■ Brief
Each line in the records below, from the one that contains "is surfaced as" to the one that contains "handle transitions to", should be reproduced exactly, the first and last included.

(Material supplied)

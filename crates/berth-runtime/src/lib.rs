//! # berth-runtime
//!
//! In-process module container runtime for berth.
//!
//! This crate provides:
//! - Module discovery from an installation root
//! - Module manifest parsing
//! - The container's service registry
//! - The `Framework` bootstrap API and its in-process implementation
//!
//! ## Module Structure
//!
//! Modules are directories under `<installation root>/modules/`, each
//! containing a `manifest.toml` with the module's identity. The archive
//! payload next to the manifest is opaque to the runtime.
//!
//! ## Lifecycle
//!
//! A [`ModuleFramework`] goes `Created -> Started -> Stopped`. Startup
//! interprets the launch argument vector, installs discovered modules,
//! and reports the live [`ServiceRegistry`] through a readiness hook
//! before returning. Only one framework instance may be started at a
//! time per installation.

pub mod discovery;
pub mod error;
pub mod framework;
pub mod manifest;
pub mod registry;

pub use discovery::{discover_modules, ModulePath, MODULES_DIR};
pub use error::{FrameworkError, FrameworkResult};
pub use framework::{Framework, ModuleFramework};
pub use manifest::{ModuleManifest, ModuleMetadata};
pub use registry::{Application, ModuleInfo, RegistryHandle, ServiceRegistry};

(End Material supplied)
(Material supplied)

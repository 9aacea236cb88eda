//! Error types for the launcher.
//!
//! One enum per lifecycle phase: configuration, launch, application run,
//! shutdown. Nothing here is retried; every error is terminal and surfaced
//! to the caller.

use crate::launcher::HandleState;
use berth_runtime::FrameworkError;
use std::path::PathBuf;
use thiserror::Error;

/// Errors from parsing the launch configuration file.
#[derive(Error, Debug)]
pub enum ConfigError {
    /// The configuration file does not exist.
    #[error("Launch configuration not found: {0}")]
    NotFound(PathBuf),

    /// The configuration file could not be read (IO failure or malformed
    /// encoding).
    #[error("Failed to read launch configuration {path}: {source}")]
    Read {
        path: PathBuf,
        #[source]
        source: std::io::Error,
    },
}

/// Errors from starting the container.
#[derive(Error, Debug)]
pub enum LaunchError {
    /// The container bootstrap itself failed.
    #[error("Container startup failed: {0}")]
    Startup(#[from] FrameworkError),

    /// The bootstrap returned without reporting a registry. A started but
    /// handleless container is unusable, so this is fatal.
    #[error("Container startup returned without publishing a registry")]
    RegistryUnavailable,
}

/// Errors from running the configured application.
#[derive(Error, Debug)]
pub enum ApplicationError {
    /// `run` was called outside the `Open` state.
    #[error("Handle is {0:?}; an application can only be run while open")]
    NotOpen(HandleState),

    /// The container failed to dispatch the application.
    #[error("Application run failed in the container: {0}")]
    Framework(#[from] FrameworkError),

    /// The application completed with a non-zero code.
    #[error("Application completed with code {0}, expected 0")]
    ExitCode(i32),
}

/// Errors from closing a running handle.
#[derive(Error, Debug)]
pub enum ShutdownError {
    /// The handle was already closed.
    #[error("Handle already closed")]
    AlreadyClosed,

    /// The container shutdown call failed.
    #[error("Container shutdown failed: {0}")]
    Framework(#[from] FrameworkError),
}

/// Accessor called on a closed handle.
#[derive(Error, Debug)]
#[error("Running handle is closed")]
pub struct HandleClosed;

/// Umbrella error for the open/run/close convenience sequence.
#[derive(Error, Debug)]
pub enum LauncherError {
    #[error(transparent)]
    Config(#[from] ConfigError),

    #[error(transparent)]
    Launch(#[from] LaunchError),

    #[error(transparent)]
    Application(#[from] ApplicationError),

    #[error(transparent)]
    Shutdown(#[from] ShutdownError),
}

(End Material supplied)
(Material supplied)

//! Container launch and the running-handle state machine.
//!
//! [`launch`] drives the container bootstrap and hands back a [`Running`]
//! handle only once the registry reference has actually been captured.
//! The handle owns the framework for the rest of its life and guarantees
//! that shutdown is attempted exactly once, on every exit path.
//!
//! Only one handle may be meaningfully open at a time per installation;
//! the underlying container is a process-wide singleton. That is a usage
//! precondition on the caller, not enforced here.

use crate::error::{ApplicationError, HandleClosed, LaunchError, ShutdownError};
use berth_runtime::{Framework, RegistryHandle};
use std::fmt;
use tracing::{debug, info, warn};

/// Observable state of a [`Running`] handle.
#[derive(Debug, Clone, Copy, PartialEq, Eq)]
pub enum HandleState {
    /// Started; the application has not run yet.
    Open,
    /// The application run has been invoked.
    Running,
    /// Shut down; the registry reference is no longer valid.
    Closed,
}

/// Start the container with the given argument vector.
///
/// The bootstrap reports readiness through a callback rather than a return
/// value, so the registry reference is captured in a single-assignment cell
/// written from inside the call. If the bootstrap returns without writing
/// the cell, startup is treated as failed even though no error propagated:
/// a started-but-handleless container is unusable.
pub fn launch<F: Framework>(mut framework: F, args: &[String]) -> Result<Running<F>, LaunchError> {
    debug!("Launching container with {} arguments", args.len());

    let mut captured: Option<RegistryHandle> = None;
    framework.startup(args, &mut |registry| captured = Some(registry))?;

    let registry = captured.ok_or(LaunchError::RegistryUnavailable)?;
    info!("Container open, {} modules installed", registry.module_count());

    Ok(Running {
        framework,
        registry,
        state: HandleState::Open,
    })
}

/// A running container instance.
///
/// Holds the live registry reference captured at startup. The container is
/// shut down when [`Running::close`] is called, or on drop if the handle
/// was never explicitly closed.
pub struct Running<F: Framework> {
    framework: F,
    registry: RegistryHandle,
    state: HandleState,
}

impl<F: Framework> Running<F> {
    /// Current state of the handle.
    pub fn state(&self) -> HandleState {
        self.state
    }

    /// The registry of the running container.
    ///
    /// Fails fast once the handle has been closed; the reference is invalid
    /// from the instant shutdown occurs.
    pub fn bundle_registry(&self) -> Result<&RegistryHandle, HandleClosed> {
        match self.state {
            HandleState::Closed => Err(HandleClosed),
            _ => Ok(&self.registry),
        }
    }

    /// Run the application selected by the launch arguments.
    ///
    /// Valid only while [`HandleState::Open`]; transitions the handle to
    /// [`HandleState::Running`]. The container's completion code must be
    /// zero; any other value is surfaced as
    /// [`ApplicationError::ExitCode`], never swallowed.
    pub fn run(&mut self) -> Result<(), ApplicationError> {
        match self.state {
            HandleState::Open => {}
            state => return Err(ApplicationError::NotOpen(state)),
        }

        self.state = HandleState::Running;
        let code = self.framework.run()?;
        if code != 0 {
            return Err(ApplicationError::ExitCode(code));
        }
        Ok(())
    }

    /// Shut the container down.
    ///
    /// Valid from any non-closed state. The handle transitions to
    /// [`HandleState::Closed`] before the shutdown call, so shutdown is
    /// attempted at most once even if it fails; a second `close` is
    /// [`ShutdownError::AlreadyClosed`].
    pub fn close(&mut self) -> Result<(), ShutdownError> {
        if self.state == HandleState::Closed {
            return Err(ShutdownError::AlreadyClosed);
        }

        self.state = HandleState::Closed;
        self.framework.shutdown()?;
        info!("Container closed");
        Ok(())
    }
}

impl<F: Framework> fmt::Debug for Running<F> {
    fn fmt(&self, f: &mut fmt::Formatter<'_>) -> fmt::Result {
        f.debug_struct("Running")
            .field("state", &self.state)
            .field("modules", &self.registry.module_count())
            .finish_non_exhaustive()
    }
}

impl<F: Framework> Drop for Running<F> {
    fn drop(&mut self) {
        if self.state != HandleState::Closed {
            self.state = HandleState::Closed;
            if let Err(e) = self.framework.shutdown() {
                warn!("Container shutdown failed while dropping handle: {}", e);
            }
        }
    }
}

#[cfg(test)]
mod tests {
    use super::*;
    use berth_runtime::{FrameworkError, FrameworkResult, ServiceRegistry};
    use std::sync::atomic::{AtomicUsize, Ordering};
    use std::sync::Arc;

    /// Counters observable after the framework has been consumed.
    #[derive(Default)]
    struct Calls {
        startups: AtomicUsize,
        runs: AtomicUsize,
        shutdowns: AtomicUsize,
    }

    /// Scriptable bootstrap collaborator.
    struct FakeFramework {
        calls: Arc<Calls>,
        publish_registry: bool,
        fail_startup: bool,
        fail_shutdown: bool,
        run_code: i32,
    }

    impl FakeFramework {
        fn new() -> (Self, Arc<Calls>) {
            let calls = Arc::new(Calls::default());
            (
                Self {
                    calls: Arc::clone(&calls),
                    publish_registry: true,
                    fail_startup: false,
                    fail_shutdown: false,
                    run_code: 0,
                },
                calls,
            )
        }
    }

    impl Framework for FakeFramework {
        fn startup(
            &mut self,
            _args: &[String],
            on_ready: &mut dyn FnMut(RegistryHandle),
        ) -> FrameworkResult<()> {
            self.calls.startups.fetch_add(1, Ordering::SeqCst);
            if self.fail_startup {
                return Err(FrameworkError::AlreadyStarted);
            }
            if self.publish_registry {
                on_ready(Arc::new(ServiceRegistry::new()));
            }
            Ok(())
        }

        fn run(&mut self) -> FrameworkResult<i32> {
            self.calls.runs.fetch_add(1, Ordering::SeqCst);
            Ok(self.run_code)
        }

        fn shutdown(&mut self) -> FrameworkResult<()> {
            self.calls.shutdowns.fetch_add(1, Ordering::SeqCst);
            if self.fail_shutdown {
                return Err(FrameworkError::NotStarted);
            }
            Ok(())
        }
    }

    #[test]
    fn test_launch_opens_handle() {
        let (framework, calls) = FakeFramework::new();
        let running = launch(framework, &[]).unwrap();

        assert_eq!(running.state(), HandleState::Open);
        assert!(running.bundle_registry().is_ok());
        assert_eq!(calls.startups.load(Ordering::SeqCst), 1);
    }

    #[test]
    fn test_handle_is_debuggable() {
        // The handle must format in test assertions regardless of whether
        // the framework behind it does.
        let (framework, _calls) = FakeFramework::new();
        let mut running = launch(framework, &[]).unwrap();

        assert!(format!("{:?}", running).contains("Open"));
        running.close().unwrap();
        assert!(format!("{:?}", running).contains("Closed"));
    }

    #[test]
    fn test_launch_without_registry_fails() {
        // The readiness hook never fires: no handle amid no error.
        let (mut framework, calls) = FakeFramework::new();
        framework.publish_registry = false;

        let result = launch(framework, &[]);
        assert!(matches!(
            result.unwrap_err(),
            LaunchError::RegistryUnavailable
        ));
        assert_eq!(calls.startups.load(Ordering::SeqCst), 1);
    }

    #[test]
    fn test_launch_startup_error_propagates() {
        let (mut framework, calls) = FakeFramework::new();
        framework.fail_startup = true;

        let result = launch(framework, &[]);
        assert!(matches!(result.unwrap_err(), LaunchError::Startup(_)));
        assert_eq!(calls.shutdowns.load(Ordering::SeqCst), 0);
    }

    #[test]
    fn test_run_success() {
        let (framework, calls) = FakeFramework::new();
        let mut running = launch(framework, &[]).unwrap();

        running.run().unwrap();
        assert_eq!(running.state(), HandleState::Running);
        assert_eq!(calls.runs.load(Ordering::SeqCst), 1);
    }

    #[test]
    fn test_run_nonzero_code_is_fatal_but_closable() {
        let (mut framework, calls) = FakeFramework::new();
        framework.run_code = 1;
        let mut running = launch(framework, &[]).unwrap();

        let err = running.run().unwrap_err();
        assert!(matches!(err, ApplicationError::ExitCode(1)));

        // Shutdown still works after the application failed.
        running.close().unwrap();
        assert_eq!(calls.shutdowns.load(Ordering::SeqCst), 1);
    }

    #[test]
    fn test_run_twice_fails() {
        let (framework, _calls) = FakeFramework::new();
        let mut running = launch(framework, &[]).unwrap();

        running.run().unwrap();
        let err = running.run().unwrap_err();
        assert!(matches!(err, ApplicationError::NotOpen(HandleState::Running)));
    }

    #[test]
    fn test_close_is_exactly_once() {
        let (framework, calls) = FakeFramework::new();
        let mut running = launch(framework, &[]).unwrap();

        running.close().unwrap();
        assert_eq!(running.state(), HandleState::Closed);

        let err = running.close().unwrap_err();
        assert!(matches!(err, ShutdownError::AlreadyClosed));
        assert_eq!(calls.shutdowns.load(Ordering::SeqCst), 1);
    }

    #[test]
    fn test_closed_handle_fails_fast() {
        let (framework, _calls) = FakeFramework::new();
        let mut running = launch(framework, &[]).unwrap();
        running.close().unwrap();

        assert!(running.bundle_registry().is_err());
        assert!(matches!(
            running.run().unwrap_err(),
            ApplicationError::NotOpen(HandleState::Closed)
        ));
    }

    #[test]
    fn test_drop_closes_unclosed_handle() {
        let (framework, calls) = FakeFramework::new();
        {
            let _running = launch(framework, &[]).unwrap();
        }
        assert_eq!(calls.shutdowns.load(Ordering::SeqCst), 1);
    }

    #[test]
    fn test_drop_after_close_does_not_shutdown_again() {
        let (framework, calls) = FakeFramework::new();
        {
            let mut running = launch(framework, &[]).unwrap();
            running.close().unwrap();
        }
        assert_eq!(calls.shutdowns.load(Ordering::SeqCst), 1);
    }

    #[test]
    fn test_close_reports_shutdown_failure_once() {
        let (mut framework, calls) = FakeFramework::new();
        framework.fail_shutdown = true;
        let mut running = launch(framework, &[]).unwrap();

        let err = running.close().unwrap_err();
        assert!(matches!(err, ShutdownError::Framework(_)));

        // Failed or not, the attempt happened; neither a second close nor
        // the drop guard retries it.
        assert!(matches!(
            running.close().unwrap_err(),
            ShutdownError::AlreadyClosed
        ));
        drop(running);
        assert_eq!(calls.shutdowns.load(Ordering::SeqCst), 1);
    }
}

(End Material supplied)

■ Result of this exercise
    /// zero; any other value is surfaced as
    /// [`ApplicationError::ExitCode`], never swallowed.
    pub fn run(&mut self) -> Result<(), ApplicationError> {
        match self.state {
            HandleState::Open => {}
            state => return Err(ApplicationError::NotOpen(state)),
        }

        self.state = HandleState::Running;
        let code = self.framework.run()?;
        if code != 0 {
            return Err(ApplicationError::ExitCode(code));
        }
        Ok(())
    }

    /// Shut the container down.
    ///
    /// Valid from any non-closed state. The handle transitions to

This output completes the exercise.